• Work request: Your task is to find every line in the records that holds the string "HistoryRequest" and copy it.

• Input data:
>>>

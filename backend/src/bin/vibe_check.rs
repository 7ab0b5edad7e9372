//! Operator CLI for classifying mood text and exercising the check-in flow.
#![cfg_attr(not(any(test, doctest)), deny(clippy::unwrap_used))]
#![cfg_attr(not(any(test, doctest)), deny(clippy::expect_used))]

use std::ffi::OsString;
use std::io;
use std::sync::Arc;

use clap::error::ErrorKind;
use clap::{Parser, Subcommand};
use mockable::{Clock, DefaultClock};
use ortho_config::OrthoConfig;
use serde::Serialize;
use tokio::runtime::Builder;
use tracing::warn;
use tracing_subscriber::{EnvFilter, fmt};

use vibecheck::VibeSettings;
use vibecheck::domain::ports::{
    CheckInCommand, CheckInQuery, CheckInRequest, HistoryRequest, MoodAnalysisSource,
};
use vibecheck::domain::{
    CheckInService, CheckInSubject, DeviceId, MoodClassifier, SigningKeyCache, UserId,
};
use vibecheck::outbound::jwks::JwksHttpSource;
use vibecheck::outbound::memory::{InMemoryCheckInRepository, InMemoryStreakRepository};
use vibecheck::outbound::openai::OpenAiMoodSource;

const DEMO_ENTRIES: [&str; 2] = [
    "Feeling cozy with tea and a good book",
    "Trying again later today, still warm and snug",
];
const DEMO_GUEST_ENTRY: &str = "Excited for the road trip!";

/// `vibe-check` command arguments.
#[derive(Debug, Parser)]
#[command(
    name = "vibe-check",
    about = "Classify mood text and run check-ins against in-memory storage",
    version
)]
struct CliArgs {
    #[command(subcommand)]
    command: Command,
}

#[derive(Debug, Subcommand)]
enum Command {
    /// Classify one mood entry and print the result as JSON.
    Classify {
        /// Free-text mood entry.
        text: String,
    },
    /// Run a scripted user and guest check-in sequence.
    Demo,
    /// Look up one identity-provider signing key by identifier.
    SigningKey {
        /// Key identifier from a token header.
        kid: String,
    },
}

fn main() -> io::Result<()> {
    if let Err(error) = fmt()
        .with_env_filter(EnvFilter::from_default_env())
        .json()
        .try_init()
    {
        warn!(error = %error, "tracing init failed");
    }

    let args = match CliArgs::try_parse() {
        Ok(args) => args,
        Err(error) if is_informational(&error) => error.exit(),
        Err(error) => return Err(io::Error::other(error.to_string())),
    };
    let settings = VibeSettings::load_from_iter([OsString::from("vibe-check")])
        .map_err(|error| io::Error::other(format!("load settings: {error}")))?;

    let runtime = Builder::new_current_thread()
        .enable_all()
        .build()
        .map_err(|error| io::Error::other(format!("create Tokio runtime: {error}")))?;
    runtime.block_on(async_main(args, settings))
}

async fn async_main(args: CliArgs, settings: VibeSettings) -> io::Result<()> {
    match args.command {
        Command::Classify { text } => {
            let classifier = build_classifier(&settings)?;
            print_json(&classifier.classify(&text).await)
        }
        Command::Demo => run_demo(&settings).await,
        Command::SigningKey { kid } => {
            let source = JwksHttpSource::new(
                settings.signing_keys_url().map_err(io::Error::other)?,
                settings.signing_keys_timeout(),
            )
            .map_err(|error| io::Error::other(format!("create key client: {error}")))?;
            let cache = SigningKeyCache::new(
                Arc::new(source),
                Arc::new(DefaultClock),
                settings.signing_keys_ttl(),
            );
            let key = cache.key_for(&kid).await.map_err(io::Error::other)?;
            print_json(&key)
        }
    }
}

/// Whether clap stopped to print help or version text.
fn is_informational(error: &clap::Error) -> bool {
    matches!(
        error.kind(),
        ErrorKind::DisplayHelp | ErrorKind::DisplayVersion
    )
}

fn build_classifier(settings: &VibeSettings) -> io::Result<MoodClassifier> {
    let Some(api_key) = settings.openai_api_key() else {
        return Ok(MoodClassifier::fallback_only());
    };
    let source = OpenAiMoodSource::new(
        settings.openai_endpoint().map_err(io::Error::other)?,
        api_key,
        settings.openai_model(),
        settings.ai_timeout(),
    )
    .map_err(|error| io::Error::other(format!("create analysis client: {error}")))?;
    let source: Arc<dyn MoodAnalysisSource> = Arc::new(source);
    Ok(MoodClassifier::with_source(source, settings.ai_timeout()))
}

async fn run_demo(settings: &VibeSettings) -> io::Result<()> {
    let clock: Arc<dyn Clock> = Arc::new(DefaultClock);
    let service = CheckInService::new(
        Arc::new(InMemoryCheckInRepository::new()),
        Arc::new(InMemoryStreakRepository::new()),
        build_classifier(settings)?,
        clock,
    )
    .with_calendar(settings.calendar())
    .with_admission_policy(settings.admission_policy());

    let user_id = UserId::random();
    for entry in DEMO_ENTRIES {
        let outcome = service
            .check_in(CheckInRequest {
                subject: CheckInSubject::User(user_id.clone()),
                mood_text: entry.to_owned(),
            })
            .await
            .map_err(io::Error::other)?;
        print_json(&outcome)?;
    }

    let device_id = DeviceId::new("demo-device").map_err(io::Error::other)?;
    let guest_attempts = settings.admission_policy().guest_daily_limit().saturating_add(1);
    for _ in 0..guest_attempts {
        let outcome = service
            .check_in(CheckInRequest {
                subject: CheckInSubject::Device(device_id.clone()),
                mood_text: DEMO_GUEST_ENTRY.to_owned(),
            })
            .await
            .map_err(io::Error::other)?;
        print_json(&outcome)?;
    }

    let history = service
        .history(HistoryRequest {
            user_id: user_id.clone(),
            limit: None,
            offset: 0,
        })
        .await
        .map_err(io::Error::other)?;
    print_json(&history.total)?;
    print_json(&service.stats(&user_id).await.map_err(io::Error::other)?)
}

fn print_json<T: Serialize>(value: &T) -> io::Result<()> {
    let rendered = serde_json::to_string_pretty(value).map_err(io::Error::other)?;
    println!("{rendered}");
    Ok(())
}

<<<

• Solution:
    CheckInCommand, CheckInQuery, CheckInRequest, HistoryRequest, MoodAnalysisSource,
        .history(HistoryRequest {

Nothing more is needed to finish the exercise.